- ASSIGNMENT -
Read the records below. Copy each line where the string "write" occurs.

+--

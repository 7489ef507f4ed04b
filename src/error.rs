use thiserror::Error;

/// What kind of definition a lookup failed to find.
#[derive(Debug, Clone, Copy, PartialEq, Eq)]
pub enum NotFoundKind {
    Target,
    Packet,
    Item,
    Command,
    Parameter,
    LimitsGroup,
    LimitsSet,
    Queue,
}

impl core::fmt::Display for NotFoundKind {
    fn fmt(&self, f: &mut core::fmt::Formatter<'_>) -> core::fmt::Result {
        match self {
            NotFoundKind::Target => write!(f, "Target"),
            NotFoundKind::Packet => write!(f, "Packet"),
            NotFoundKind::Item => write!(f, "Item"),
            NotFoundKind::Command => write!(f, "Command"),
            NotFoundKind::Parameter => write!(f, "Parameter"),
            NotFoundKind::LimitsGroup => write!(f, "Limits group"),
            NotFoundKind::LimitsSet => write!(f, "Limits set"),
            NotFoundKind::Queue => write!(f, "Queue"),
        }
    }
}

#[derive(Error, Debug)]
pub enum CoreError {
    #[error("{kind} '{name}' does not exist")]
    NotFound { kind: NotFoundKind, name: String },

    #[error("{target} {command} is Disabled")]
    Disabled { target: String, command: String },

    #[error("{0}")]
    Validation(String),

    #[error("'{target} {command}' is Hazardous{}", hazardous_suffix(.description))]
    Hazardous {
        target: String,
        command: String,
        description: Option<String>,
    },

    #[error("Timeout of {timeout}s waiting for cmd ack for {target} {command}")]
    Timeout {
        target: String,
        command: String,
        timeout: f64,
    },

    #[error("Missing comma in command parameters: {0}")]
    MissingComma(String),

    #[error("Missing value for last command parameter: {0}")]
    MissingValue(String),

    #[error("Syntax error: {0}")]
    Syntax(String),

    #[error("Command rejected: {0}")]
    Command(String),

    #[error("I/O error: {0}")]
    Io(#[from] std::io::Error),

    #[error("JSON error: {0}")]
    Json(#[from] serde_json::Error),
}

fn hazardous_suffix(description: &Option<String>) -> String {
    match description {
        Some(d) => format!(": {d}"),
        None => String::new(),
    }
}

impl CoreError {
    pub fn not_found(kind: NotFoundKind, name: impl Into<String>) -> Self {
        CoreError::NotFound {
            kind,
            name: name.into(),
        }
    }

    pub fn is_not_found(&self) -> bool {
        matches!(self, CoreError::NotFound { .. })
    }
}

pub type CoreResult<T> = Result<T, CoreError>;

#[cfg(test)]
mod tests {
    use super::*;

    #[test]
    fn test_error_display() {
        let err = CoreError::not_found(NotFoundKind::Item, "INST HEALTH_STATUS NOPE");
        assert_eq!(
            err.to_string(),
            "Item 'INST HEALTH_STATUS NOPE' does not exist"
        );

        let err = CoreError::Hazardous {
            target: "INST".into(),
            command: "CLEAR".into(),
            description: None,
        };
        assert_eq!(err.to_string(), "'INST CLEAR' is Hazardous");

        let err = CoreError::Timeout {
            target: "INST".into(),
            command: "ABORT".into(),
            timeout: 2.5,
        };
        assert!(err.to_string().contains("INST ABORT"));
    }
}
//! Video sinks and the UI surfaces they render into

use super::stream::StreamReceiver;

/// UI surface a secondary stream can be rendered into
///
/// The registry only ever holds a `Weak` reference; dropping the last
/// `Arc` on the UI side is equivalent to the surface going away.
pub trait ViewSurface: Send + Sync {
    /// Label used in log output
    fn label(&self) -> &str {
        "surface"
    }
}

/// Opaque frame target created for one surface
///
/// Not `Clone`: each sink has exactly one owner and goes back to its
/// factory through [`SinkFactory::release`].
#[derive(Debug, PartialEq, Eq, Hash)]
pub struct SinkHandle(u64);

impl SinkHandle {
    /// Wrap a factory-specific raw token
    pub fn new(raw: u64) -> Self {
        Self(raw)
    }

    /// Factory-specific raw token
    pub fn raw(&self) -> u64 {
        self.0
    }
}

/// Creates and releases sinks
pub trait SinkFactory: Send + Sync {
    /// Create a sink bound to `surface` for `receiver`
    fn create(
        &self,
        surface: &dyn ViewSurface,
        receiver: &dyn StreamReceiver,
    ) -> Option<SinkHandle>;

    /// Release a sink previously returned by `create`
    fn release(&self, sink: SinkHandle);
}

+--

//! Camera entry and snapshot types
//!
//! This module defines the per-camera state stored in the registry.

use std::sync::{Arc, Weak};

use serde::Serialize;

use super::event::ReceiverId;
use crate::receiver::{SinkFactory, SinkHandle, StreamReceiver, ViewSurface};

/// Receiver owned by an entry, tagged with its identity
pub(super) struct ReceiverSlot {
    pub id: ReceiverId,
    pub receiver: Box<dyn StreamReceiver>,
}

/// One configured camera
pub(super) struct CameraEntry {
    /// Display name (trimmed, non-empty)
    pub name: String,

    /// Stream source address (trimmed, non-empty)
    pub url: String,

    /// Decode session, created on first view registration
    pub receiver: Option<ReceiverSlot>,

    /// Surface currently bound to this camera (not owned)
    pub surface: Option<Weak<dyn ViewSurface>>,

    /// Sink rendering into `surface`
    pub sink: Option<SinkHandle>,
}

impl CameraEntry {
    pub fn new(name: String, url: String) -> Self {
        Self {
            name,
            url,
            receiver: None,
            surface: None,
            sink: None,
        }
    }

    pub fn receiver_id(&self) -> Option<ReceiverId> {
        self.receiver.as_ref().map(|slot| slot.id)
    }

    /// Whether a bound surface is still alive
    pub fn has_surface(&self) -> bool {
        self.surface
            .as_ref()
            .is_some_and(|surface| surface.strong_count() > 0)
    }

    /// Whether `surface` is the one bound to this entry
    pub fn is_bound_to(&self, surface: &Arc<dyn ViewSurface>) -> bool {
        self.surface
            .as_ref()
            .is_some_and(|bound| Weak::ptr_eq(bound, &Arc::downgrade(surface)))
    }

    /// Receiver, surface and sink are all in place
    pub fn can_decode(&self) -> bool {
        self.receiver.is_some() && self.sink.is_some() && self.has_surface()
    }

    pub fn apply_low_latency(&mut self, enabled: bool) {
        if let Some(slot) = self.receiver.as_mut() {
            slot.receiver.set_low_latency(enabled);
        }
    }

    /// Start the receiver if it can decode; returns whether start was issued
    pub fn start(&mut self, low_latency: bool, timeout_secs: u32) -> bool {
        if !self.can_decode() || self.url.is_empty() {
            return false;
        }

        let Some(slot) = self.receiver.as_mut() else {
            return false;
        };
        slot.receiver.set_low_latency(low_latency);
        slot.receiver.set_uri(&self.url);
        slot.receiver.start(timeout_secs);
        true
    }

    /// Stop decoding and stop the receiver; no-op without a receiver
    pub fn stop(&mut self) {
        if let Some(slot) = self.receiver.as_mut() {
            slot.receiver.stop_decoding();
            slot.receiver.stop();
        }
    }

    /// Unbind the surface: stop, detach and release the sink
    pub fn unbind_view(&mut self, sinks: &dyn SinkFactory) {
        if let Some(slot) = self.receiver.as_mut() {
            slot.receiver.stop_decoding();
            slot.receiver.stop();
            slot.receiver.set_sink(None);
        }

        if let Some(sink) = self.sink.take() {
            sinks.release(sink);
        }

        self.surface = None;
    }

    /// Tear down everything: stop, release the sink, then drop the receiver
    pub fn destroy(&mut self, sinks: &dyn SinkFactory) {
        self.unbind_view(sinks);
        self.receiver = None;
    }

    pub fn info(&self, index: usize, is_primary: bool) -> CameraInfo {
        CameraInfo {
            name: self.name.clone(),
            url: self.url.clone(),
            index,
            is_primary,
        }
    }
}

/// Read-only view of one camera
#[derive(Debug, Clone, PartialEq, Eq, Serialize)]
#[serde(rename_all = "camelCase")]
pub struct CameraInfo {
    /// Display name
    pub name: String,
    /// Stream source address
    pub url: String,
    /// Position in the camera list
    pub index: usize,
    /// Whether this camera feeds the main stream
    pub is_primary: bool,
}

+--

- TASK RESPONSE -
            NotFoundKind::Target => write!(f, "Target"),
            NotFoundKind::Packet => write!(f, "Packet"),
            NotFoundKind::Item => write!(f, "Item"),
            NotFoundKind::Command => write!(f, "Command"),
            NotFoundKind::Parameter => write!(f, "Parameter"),
            NotFoundKind::LimitsGroup => write!(f, "Limits group"),
            NotFoundKind::LimitsSet => write!(f, "Limits set"),
            NotFoundKind::Queue => write!(f, "Queue"),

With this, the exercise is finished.